Across the country, state governments are helping homeowners buy houses with new subsidies, sometimes allowing them to buy without putting any money down at all.
This means that new homeowners can wind up with zero equity in their homes, a situation which can quickly mean they owe more on their house than it is worth and may encourage higher levels of defaults.
What’s happened is that well-intentioned local governments, after heavy lobbying from the real-estate industry, are offer loan programs that allow homebuyers to receive advance payments on federal tax credits for first time homebuyers that they otherwise wouldn’t get until next year. Missouri was the first state to launch such a program.

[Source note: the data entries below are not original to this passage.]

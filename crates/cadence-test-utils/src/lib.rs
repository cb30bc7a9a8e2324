//! Mocks and fixtures shared by the Cadence test suites.

pub mod facts;
pub mod fixtures;
pub mod mutator;
pub mod sender;

use std::sync::Once;

use tracing_subscriber::{fmt, EnvFilter};

pub use facts::StaticFacts;
pub use mutator::{MutatorCall, RecordingMutator};
pub use sender::RecordingSender;

static INIT: Once = Once::new();

/// Install a test-writer tracing subscriber once per process.
///
/// Enable output with e.g. `RUST_LOG=cadence_engine=debug`.
pub fn init_tracing() {
    INIT.call_once(|| {
        let filter = EnvFilter::try_from_default_env().unwrap_or_else(|_| EnvFilter::new("warn"));
        let _ = fmt()
            .with_env_filter(filter)
            .with_test_writer()
            .with_target(false)
            .try_init();
    });
}

/// Run a future with a 5-second timeout.
pub async fn with_timeout<F, T>(f: F) -> T
where
    F: std::future::Future<Output = T>,
{
    tokio::time::timeout(std::time::Duration::from_secs(5), f)
        .await
        .expect("Test timed out after 5 seconds")
}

Delaware, New Mexico, Pennsylvania and Tennessee are on board. Washington is putting a program in place now.
Andrew Jeffrey at Minyanville explains how it works:
The federal government, as part of the recently passed economic stimulus package, will refund first-time homebuyers up to $8,000 if they meet certain eligibility requirements. The program is frequently cited as one of the myriad reasons a bottom in the housing market is imminent.
Critics, however, argue that rebates don’t end up in a buyer’s pockets until his or her 2009 tax returns are filed – even though rebates are credits, not just deductions.

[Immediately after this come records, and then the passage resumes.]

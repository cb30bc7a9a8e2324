use std::sync::Arc;

use tracing::debug;

use cadence_core::error::Result;
use cadence_core::step::{Step, StepKind};
use cadence_core::traits::{MessageSender, SubjectMutator};
use cadence_core::types::{OutboundMessage, SubjectId};

/// Runs the side effect of a step against the outside world.
///
/// Tag, mark and menu changes are upserts. Sends are not idempotent, so the
/// caller must only dispatch a step after winning its claim.
pub struct ActionDispatcher {
    sender: Arc<dyn MessageSender>,
    mutator: Arc<dyn SubjectMutator>,
}

impl ActionDispatcher {
    pub fn new(sender: Arc<dyn MessageSender>, mutator: Arc<dyn SubjectMutator>) -> Self {
        Self { sender, mutator }
    }

    /// Perform the step's effect. Condition steps have none.
    pub async fn dispatch(&self, subject: &SubjectId, step: &Step) -> Result<()> {
        match &step.kind {
            StepKind::SendText { content } => {
                let message = OutboundMessage::Text {
                    content: content.clone(),
                };
                self.sender.send(subject, &message).await?;
            }
            StepKind::SendTemplate { template_id } => {
                let message = OutboundMessage::Template {
                    template_id: template_id.clone(),
                };
                self.sender.send(subject, &message).await?;
            }
            StepKind::TagAdd { tag_id } => self.mutator.add_tag(subject, tag_id).await?,
            StepKind::TagRemove { tag_id } => self.mutator.remove_tag(subject, tag_id).await?,
            StepKind::MarkChange { mark } => self.mutator.set_mark(subject, mark).await?,
            StepKind::MenuChange { menu_id } => self.mutator.set_menu(subject, menu_id).await?,
            StepKind::Condition { .. } => return Ok(()),
        }
        debug!(
            subject = %subject,
            step_type = step.kind.step_type().as_str(),
            channel = self.sender.name(),
            "Step action dispatched"
        );
        Ok(())
    }
}

#[cfg(test)]
mod tests {
    use super::*;
    use cadence_core::rules::RuleSet;
    use cadence_test_utils::{MutatorCall, RecordingMutator, RecordingSender};

    fn dispatcher() -> (ActionDispatcher, Arc<RecordingSender>, Arc<RecordingMutator>) {
        let sender = Arc::new(RecordingSender::new());
        let mutator = Arc::new(RecordingMutator::new());
        (
            ActionDispatcher::new(sender.clone(), mutator.clone()),
            sender,
            mutator,
        )
    }

    #[tokio::test]
    async fn test_send_text() {
        let (d, sender, _) = dispatcher();
        let subject = SubjectId::from("p1");
        d.dispatch(&subject, &Step::send_text("hello")).await.unwrap();
        assert_eq!(
            sender.sent(),
            vec![(
                subject,
                OutboundMessage::Text {
                    content: "hello".into()
                }
            )]
        );
    }

    #[tokio::test]
    async fn test_mutations() {
        let (d, sender, mutator) = dispatcher();
        let subject = SubjectId::from("p1");
        d.dispatch(&subject, &Step::tag_add("vip")).await.unwrap();
        d.dispatch(&subject, &Step::menu_change("m2")).await.unwrap();
        d.dispatch(
            &subject,
            &Step::new(StepKind::MarkChange { mark: "gold".into() }),
        )
        .await
        .unwrap();
        assert!(sender.sent().is_empty());
        assert_eq!(
            mutator.calls(),
            vec![
                MutatorCall::AddTag(subject.clone(), "vip".into()),
                MutatorCall::SetMenu(subject.clone(), "m2".into()),
                MutatorCall::SetMark(subject, "gold".into()),
            ]
        );
    }

    #[tokio::test]
    async fn test_condition_has_no_effect() {
        let (d, sender, mutator) = dispatcher();
        let subject = SubjectId::from("p1");
        d.dispatch(&subject, &Step::condition(RuleSet::default(), None, None))
            .await
            .unwrap();
        assert!(sender.sent().is_empty());
        assert!(mutator.calls().is_empty());
    }

    #[tokio::test]
    async fn test_sender_failure_propagates() {
        let sender = Arc::new(RecordingSender::failing());
        let d = ActionDispatcher::new(sender, Arc::new(RecordingMutator::new()));
        let result = d.dispatch(&SubjectId::from("p1"), &Step::send_text("x")).await;
        assert!(result.is_err());
    }
}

Homebuilders like Pulte Home (PHM), Lennar (LEN) and KB Home (KBH), along with their lobbying arm, the National Association of Homebuilders, have thrown their full weight behind the rebate program, but say it still doesn’t go far enough.
In an effort to boost home buying — even for marginally qualified borrowers — a number of states are finding creative ways to advance the tax credit to buyers on the day they get their new keys, rather than having to wait for next year’s refund check. This allows buyers to pay for things like closing costs, mortgage points – or even the down payment.
Washington Association of Realtors president Bill Riley told the San Francisco Chronicle he believes around half of would-be first-time buyers in his state “cannot save enough money for the down payment and closing costs.” So, of course, we’ve got to get rid of these barriers to home-ownership.
What could go wrong?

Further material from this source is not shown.